- **TASK BRIEF**:
Write out every line below that contains "localhost".

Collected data
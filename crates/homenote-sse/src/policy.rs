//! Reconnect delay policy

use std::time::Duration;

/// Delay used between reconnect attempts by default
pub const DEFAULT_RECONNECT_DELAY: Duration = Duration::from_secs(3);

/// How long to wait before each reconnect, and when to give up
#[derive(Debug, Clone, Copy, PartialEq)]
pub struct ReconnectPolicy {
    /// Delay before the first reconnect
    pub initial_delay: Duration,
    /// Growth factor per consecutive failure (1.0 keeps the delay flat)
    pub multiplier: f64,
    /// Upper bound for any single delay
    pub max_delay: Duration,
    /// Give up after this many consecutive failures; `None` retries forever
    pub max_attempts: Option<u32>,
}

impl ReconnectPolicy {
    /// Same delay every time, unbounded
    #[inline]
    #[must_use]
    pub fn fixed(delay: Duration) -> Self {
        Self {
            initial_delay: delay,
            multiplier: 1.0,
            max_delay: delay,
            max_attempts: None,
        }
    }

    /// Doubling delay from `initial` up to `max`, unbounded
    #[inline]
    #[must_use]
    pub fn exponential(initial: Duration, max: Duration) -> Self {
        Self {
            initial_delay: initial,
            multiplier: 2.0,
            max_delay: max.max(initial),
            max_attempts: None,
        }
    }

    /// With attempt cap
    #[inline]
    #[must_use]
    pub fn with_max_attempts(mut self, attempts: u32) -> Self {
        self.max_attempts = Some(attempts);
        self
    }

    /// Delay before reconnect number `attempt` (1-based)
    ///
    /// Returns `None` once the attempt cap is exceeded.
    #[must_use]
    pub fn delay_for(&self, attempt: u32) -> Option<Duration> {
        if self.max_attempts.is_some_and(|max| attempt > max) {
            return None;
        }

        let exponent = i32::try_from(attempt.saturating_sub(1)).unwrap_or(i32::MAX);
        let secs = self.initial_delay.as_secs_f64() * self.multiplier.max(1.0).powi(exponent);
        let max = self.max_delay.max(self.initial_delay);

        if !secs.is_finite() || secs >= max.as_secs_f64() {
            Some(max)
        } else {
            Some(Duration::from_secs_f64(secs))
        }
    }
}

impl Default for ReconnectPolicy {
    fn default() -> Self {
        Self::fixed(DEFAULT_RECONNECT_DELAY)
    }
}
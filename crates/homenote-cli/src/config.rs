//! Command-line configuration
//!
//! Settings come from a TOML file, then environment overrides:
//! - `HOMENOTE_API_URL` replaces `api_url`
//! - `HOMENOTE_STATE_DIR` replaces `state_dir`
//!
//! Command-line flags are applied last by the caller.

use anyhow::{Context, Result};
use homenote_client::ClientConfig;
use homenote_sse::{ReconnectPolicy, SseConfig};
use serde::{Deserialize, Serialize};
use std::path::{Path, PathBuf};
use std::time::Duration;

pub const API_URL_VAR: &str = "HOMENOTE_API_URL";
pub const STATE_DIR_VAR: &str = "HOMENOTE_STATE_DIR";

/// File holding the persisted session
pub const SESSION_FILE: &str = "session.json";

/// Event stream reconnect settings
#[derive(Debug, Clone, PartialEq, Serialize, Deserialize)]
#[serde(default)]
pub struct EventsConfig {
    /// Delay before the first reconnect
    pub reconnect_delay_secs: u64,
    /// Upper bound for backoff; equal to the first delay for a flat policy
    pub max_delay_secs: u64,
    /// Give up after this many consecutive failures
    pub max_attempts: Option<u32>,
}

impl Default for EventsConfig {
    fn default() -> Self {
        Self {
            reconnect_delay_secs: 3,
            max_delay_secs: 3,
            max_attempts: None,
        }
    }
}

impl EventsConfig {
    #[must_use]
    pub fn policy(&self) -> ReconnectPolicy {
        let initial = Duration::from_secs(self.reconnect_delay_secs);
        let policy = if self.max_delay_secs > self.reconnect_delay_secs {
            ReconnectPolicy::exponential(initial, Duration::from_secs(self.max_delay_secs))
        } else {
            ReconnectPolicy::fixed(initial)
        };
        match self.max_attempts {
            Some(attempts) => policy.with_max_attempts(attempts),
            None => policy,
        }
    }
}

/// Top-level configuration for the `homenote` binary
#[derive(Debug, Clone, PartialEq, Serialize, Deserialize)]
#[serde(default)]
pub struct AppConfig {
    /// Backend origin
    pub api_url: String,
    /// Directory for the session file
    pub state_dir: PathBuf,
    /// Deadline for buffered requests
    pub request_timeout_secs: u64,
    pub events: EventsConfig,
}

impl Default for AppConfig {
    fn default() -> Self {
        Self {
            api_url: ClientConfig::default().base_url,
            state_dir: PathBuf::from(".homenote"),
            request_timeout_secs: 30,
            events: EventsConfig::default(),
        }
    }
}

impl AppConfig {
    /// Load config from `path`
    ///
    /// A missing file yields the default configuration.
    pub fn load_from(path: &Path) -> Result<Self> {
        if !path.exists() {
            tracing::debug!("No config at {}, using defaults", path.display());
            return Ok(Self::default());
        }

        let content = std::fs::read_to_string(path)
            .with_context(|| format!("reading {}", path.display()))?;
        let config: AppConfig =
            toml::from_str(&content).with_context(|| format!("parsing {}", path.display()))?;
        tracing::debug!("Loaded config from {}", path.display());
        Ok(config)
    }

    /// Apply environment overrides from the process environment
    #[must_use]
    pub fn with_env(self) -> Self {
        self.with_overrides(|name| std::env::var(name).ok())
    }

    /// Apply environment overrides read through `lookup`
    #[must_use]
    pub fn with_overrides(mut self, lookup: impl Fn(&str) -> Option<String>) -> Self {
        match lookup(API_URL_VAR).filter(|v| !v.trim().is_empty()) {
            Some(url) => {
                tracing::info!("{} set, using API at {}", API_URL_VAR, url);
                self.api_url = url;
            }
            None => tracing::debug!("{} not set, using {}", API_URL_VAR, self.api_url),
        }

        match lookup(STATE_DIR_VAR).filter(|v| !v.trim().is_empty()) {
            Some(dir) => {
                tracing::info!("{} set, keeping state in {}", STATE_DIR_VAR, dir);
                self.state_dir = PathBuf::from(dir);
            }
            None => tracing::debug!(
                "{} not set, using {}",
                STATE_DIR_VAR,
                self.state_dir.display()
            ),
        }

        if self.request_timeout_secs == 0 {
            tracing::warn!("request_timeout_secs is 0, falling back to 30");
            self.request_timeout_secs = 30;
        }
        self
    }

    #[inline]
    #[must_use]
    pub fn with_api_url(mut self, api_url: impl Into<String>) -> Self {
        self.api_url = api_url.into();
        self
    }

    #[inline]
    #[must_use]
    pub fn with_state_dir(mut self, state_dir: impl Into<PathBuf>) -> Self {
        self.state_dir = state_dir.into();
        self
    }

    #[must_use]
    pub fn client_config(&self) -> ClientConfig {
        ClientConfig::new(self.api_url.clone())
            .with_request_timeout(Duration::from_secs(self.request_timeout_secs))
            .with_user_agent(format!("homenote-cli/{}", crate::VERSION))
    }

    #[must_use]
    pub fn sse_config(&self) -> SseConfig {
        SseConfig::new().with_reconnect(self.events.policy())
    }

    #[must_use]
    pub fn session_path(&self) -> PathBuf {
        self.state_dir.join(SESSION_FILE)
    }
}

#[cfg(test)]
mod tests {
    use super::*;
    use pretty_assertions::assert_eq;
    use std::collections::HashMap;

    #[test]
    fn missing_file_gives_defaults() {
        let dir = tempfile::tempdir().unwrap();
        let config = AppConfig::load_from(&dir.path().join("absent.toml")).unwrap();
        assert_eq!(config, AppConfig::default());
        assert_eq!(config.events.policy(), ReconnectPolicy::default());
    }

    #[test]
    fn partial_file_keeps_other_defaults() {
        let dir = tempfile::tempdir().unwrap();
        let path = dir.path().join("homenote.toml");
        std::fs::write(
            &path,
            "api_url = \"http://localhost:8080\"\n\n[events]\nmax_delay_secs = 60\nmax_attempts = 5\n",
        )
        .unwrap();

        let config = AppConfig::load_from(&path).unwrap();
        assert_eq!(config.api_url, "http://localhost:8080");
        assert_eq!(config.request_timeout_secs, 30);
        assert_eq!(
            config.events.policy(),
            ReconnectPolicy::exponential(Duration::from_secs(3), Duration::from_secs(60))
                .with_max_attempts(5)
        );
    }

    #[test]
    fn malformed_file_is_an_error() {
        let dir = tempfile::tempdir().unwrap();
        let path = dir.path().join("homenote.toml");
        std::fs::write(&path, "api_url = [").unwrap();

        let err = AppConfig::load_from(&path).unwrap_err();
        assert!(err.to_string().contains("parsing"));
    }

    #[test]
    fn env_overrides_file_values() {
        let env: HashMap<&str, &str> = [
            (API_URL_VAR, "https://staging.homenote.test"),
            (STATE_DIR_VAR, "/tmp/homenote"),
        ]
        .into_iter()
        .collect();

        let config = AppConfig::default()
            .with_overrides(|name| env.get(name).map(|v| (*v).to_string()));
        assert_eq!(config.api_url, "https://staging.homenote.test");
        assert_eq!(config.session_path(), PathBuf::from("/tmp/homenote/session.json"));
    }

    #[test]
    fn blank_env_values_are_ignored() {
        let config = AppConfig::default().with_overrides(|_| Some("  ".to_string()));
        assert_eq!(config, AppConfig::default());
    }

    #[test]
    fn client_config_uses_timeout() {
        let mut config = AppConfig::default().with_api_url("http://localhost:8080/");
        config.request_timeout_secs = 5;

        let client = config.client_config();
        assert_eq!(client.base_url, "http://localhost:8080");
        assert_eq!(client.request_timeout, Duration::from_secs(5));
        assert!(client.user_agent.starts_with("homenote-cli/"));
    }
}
==
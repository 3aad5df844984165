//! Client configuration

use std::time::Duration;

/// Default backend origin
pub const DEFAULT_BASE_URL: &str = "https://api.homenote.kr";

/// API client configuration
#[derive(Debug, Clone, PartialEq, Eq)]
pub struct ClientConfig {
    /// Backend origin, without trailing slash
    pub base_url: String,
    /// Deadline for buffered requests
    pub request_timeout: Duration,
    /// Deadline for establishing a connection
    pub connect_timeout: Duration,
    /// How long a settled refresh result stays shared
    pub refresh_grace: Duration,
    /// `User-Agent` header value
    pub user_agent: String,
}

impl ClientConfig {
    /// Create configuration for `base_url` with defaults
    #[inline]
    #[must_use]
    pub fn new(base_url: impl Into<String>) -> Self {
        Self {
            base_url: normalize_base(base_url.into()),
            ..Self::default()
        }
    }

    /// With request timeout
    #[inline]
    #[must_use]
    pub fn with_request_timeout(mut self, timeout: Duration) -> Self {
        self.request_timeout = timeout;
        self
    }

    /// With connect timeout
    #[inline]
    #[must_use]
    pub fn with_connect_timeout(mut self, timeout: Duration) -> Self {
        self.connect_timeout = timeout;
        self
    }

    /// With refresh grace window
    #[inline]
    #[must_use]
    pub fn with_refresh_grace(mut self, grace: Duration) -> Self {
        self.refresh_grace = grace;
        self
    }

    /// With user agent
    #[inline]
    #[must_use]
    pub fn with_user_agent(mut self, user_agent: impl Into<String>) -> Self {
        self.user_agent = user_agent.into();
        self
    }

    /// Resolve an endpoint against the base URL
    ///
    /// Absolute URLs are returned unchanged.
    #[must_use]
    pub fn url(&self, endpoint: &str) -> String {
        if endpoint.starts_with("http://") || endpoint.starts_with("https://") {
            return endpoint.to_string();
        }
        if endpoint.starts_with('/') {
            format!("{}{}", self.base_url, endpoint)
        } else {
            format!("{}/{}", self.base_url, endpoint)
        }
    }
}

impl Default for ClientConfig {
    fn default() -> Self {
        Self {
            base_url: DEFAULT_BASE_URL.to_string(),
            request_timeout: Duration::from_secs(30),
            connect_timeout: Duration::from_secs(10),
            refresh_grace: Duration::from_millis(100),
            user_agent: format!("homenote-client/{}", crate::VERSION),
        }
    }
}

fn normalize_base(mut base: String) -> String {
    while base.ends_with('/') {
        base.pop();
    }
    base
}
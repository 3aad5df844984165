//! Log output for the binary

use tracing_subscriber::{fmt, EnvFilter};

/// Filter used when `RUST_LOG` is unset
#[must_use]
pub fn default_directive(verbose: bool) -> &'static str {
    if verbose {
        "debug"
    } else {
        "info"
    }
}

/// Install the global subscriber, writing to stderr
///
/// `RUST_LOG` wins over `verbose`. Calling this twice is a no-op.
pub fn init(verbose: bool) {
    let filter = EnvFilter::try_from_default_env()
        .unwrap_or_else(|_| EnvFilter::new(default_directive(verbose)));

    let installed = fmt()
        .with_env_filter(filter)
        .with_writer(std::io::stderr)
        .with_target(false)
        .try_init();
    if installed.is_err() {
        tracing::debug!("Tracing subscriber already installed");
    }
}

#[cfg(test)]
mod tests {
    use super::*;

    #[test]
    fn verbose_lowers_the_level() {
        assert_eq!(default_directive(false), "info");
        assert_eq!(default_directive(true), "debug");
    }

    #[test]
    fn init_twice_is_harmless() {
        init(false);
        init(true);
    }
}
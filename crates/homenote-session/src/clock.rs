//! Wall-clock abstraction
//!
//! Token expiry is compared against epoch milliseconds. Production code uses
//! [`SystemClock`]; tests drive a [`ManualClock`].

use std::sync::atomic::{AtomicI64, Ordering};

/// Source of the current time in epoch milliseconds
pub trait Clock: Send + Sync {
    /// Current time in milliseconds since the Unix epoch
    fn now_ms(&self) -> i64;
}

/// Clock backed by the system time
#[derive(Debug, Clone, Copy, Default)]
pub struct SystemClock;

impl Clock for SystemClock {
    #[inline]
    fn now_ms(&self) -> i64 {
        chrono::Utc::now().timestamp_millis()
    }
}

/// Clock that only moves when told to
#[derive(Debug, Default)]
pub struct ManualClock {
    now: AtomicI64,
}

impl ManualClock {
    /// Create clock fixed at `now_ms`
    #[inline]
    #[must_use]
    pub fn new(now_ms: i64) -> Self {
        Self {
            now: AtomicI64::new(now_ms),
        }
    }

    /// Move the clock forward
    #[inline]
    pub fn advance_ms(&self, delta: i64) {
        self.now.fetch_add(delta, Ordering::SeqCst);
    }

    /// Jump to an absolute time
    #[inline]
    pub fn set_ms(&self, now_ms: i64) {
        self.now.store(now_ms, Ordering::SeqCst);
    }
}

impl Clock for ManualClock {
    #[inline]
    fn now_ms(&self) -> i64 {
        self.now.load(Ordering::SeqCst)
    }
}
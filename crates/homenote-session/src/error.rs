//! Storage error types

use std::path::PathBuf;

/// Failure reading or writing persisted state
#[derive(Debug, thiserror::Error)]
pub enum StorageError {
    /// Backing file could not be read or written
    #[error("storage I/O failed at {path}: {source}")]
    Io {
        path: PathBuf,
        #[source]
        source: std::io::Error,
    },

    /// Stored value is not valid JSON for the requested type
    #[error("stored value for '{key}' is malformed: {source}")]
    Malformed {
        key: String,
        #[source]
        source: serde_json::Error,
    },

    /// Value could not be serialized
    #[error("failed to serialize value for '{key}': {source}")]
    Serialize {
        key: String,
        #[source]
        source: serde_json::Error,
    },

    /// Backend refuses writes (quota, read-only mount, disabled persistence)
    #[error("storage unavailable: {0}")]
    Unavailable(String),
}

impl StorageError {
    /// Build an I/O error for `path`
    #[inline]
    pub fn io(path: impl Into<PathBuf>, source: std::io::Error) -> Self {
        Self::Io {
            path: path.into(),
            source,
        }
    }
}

- **REPLY TO THE TASK**:
            "api_url = \"http://localhost:8080\"\n\n[events]\nmax_delay_secs = 60\nmax_attempts = 5\n",
        assert_eq!(config.api_url, "http://localhost:8080");
        let mut config = AppConfig::default().with_api_url("http://localhost:8080/");
        assert_eq!(client.base_url, "http://localhost:8080");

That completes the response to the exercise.